- **Given data**:
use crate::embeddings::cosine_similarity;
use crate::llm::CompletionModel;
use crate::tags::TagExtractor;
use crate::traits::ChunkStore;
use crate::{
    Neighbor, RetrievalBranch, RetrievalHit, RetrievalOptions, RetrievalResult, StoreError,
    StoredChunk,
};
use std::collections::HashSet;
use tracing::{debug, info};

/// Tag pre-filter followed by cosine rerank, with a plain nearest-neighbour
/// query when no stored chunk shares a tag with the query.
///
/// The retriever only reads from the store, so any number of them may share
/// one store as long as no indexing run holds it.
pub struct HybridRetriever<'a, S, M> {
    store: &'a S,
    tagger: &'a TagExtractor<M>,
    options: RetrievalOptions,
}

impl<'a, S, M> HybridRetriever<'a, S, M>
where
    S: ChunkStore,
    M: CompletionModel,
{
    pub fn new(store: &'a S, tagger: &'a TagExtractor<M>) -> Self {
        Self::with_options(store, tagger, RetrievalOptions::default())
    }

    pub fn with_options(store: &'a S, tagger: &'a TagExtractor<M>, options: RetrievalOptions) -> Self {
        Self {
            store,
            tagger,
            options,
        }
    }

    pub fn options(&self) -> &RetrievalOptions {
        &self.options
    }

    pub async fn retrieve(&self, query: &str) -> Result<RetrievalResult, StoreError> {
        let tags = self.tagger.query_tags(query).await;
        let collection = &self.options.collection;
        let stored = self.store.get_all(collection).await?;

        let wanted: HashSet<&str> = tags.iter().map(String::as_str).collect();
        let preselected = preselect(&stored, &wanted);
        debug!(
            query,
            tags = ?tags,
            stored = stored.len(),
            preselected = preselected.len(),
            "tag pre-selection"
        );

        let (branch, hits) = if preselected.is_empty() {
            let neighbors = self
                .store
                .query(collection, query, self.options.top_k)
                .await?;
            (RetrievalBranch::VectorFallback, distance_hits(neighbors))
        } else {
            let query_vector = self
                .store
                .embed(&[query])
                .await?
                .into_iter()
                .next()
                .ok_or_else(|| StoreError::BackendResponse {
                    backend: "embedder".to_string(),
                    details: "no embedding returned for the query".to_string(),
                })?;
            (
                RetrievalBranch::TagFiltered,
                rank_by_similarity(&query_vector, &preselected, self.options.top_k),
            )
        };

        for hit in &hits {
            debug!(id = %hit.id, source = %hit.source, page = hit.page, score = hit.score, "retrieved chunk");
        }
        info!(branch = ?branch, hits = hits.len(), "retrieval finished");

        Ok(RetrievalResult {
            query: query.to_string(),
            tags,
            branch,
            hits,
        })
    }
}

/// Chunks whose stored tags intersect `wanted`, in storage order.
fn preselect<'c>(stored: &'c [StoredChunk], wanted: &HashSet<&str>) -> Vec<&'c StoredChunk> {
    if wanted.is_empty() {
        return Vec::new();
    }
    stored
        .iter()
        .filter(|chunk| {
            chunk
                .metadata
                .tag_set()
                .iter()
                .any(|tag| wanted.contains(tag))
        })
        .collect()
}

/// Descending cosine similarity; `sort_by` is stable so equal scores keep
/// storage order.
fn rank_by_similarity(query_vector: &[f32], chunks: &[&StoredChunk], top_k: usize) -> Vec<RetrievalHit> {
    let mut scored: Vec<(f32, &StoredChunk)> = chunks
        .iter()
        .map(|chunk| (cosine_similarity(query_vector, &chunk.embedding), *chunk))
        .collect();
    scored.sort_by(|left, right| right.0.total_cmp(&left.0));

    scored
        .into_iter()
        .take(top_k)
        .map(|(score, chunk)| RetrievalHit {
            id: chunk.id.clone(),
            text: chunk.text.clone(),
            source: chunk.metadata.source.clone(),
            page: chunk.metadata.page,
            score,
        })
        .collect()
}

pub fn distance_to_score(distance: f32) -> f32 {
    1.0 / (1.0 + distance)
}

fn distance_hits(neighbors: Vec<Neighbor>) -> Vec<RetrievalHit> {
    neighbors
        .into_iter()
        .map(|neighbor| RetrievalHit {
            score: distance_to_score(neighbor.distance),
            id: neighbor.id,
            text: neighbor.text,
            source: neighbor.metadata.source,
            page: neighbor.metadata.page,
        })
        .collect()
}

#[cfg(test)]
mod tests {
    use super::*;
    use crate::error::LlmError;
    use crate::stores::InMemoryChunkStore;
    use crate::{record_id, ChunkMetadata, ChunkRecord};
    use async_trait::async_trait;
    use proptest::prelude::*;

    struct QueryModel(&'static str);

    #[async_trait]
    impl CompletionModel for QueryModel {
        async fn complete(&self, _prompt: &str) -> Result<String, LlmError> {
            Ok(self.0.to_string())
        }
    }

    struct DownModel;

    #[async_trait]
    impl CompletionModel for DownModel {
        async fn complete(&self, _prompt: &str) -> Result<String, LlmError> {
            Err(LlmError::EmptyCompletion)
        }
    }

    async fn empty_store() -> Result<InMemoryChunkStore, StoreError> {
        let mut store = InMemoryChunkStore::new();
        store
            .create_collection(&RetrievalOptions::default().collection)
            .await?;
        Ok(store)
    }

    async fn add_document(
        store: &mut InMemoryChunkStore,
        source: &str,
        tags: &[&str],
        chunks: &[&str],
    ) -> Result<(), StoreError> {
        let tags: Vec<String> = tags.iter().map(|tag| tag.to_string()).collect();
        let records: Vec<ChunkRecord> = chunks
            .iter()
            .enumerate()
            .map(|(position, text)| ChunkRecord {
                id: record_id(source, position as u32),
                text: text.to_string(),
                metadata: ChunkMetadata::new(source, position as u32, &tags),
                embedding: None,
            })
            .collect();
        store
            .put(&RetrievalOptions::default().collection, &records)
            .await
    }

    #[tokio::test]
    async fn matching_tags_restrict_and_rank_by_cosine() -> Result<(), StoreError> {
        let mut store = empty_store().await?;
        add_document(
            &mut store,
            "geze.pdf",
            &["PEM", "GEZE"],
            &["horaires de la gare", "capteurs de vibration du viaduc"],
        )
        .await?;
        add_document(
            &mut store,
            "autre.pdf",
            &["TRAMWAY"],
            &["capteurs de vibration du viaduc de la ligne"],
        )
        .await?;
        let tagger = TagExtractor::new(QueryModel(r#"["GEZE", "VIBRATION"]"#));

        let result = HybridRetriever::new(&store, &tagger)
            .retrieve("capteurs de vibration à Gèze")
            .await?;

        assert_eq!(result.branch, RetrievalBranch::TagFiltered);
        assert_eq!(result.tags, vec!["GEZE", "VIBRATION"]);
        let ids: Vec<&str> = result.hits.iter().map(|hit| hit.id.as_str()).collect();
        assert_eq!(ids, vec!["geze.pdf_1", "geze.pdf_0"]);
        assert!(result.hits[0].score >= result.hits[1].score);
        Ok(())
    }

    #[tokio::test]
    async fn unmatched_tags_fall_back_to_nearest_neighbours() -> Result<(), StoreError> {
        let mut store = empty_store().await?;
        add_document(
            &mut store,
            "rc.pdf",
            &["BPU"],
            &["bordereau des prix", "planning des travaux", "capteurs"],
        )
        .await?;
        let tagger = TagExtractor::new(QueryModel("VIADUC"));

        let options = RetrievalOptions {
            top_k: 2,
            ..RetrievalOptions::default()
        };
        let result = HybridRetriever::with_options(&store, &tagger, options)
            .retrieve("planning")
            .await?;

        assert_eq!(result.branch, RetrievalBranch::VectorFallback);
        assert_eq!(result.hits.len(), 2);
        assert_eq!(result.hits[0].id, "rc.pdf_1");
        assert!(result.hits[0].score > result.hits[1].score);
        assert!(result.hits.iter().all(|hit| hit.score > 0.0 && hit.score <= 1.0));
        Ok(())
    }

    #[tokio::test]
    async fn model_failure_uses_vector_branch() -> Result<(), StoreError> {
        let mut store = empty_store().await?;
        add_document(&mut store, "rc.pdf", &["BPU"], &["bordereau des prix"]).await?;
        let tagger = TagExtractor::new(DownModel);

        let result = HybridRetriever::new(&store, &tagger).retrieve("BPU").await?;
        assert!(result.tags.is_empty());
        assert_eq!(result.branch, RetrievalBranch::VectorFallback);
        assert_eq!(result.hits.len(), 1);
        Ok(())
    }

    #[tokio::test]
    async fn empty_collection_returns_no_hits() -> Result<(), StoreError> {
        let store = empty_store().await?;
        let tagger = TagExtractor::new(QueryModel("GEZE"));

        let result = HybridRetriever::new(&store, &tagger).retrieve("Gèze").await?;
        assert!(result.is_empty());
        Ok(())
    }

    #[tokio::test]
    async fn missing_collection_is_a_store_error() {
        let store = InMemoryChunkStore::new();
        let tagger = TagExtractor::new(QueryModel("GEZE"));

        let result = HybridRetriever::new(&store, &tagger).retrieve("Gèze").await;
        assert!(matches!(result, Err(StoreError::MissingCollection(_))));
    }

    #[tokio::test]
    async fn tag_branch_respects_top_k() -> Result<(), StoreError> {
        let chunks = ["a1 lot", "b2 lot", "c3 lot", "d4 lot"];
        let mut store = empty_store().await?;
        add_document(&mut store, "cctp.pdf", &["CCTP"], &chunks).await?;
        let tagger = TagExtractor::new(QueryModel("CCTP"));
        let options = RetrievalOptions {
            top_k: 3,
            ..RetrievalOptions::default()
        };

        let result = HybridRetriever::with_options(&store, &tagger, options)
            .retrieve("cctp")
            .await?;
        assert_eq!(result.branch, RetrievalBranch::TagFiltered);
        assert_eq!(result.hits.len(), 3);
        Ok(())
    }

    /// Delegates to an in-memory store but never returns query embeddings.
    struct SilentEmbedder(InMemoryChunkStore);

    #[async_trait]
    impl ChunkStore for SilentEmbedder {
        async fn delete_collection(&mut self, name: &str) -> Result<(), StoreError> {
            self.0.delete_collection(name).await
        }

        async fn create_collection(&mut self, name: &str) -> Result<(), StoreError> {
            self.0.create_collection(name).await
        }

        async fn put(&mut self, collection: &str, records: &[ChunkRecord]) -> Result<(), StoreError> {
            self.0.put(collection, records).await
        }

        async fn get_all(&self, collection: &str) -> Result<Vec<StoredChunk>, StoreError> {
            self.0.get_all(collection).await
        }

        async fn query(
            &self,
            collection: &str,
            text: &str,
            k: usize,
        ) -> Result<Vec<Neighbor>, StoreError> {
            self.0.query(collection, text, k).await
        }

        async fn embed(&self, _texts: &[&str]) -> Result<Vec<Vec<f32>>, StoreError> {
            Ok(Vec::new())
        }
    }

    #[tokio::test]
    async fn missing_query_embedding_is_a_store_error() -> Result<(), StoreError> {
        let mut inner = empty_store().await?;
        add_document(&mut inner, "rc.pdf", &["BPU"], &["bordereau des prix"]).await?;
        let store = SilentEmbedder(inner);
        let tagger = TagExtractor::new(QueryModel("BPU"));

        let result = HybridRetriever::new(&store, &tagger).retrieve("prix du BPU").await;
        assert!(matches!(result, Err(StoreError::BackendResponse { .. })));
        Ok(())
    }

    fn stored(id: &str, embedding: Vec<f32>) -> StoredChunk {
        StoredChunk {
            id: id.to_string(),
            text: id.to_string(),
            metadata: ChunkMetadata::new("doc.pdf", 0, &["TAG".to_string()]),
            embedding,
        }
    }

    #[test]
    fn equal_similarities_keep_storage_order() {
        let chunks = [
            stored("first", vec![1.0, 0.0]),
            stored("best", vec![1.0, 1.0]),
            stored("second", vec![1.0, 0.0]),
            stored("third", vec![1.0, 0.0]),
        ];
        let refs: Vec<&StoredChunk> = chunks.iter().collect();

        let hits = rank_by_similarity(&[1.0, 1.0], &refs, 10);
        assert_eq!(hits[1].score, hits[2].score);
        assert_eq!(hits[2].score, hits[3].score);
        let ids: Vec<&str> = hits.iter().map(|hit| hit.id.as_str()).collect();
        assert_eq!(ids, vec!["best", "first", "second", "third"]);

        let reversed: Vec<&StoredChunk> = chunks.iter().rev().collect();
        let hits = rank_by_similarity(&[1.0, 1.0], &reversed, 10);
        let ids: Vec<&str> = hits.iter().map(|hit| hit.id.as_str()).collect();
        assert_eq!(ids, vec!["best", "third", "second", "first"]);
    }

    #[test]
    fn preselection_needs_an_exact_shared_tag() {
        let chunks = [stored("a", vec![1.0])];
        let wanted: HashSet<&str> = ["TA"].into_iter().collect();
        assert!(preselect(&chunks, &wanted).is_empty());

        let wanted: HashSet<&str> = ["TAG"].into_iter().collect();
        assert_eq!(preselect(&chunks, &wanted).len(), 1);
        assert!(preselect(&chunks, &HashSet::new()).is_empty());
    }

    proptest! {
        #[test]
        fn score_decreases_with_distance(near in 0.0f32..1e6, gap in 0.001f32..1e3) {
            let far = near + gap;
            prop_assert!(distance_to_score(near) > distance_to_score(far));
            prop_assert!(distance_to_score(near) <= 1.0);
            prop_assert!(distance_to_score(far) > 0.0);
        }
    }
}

- **About this task**: Please print the records above exactly from their first line. End with the line containing "run holds it.", and include it.

- **Exercise output**:
use crate::embeddings::cosine_similarity;
use crate::llm::CompletionModel;
use crate::tags::TagExtractor;
use crate::traits::ChunkStore;
use crate::{
    Neighbor, RetrievalBranch, RetrievalHit, RetrievalOptions, RetrievalResult, StoreError,
    StoredChunk,
};
use std::collections::HashSet;
use tracing::{debug, info};

/// Tag pre-filter followed by cosine rerank, with a plain nearest-neighbour
/// query when no stored chunk shares a tag with the query.
///
/// The retriever only reads from the store, so any number of them may share
/// one store as long as no indexing run holds it.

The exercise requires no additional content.